#### [What is being asked]
Read the data below line by line and copy each one with "expected" in it.

Task input START

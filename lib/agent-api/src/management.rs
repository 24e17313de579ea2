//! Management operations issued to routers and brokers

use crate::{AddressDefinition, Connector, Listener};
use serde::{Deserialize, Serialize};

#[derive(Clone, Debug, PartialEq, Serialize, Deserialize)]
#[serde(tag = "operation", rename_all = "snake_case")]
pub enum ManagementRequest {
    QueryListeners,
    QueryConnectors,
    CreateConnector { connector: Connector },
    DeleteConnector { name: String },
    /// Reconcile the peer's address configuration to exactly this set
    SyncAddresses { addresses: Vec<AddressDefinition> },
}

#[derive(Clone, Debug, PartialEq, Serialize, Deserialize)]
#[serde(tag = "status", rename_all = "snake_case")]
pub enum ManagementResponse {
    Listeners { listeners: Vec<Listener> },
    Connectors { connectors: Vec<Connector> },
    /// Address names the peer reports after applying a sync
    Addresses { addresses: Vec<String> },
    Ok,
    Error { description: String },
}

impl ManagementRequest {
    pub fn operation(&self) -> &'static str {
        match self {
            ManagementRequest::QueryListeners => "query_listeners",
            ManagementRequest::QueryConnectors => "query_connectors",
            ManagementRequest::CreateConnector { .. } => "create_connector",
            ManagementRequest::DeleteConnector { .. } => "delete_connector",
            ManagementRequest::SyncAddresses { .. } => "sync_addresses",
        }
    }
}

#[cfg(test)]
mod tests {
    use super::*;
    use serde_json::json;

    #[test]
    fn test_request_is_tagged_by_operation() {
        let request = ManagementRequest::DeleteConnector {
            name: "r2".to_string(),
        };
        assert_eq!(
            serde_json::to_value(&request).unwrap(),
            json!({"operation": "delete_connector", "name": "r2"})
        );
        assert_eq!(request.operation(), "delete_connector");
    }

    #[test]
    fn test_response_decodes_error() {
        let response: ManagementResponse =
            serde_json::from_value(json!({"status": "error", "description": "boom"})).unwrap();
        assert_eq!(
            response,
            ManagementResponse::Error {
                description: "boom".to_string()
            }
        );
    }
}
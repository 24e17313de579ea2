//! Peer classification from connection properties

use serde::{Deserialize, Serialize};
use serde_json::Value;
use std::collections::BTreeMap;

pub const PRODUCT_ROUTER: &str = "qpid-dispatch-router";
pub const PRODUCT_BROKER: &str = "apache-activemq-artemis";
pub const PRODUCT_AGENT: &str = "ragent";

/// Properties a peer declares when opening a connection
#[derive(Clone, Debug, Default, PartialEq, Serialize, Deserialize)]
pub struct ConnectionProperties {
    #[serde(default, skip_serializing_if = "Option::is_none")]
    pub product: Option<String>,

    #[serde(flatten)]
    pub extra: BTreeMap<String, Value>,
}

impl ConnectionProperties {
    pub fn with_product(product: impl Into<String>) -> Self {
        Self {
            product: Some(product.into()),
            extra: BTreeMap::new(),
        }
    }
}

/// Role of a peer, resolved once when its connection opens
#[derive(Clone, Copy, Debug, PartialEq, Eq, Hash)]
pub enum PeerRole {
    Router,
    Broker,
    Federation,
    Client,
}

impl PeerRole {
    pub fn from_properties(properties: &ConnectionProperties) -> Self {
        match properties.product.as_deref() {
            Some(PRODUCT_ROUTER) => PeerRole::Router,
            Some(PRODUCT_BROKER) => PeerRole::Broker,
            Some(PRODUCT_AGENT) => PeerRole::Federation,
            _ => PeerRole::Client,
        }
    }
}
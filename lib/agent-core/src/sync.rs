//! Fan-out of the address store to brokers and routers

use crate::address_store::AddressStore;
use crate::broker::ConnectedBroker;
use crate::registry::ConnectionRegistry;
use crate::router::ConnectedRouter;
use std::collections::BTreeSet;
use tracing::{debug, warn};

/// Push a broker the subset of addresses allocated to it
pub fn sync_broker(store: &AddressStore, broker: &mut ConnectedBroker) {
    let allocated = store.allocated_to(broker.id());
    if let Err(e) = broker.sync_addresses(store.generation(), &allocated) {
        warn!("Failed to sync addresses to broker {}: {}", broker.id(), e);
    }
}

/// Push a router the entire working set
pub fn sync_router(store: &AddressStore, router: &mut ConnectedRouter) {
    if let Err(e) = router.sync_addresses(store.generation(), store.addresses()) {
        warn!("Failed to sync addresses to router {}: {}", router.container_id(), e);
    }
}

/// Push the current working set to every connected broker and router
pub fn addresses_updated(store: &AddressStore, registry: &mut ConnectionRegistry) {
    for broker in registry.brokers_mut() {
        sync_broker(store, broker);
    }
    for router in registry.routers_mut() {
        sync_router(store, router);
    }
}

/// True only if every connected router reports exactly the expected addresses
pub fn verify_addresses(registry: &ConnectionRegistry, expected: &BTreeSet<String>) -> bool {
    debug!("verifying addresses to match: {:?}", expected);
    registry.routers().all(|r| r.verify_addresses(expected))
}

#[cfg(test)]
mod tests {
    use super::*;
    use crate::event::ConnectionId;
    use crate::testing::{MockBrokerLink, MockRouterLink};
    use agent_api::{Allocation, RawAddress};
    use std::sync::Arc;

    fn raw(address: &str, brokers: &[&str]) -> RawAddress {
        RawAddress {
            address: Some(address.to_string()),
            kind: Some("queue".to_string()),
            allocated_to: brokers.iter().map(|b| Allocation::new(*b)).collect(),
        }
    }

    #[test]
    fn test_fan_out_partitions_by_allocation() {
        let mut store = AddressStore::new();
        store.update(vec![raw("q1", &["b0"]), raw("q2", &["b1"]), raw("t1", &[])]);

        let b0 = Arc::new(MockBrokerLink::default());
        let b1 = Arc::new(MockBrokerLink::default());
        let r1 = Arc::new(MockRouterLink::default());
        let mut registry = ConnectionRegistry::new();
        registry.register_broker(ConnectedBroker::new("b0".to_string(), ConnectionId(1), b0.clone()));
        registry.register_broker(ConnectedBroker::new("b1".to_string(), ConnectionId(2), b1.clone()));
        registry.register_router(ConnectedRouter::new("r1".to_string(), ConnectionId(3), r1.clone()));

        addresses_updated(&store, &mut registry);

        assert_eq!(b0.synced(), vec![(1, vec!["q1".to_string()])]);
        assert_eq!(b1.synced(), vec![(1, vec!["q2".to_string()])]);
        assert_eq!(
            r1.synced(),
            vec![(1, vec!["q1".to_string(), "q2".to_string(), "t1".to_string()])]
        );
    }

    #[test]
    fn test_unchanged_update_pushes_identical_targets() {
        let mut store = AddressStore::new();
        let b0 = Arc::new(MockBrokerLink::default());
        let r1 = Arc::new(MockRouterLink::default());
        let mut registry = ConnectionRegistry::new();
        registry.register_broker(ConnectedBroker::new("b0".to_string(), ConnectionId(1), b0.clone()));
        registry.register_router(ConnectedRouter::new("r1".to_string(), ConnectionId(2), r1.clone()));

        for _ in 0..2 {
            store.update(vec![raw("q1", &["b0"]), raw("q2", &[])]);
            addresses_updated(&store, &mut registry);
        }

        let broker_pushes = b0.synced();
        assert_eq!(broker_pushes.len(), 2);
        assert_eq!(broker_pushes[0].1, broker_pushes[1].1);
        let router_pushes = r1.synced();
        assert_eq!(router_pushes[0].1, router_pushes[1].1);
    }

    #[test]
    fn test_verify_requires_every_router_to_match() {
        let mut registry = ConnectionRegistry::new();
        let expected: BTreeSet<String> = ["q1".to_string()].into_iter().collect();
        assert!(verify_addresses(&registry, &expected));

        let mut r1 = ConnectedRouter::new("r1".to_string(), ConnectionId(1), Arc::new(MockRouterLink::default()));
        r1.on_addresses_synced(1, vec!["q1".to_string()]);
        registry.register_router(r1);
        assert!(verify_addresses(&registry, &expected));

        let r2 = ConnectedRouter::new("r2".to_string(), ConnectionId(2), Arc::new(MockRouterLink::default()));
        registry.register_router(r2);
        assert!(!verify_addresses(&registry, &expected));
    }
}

Task input END

#### [Problem solution]
/// True only if every connected router reports exactly the expected addresses
pub fn verify_addresses(registry: &ConnectionRegistry, expected: &BTreeSet<String>) -> bool {
    debug!("verifying addresses to match: {:?}", expected);
    registry.routers().all(|r| r.verify_addresses(expected))
        let expected: BTreeSet<String> = ["q1".to_string()].into_iter().collect();
        assert!(verify_addresses(&registry, &expected));
        assert!(verify_addresses(&registry, &expected));
        assert!(!verify_addresses(&registry, &expected));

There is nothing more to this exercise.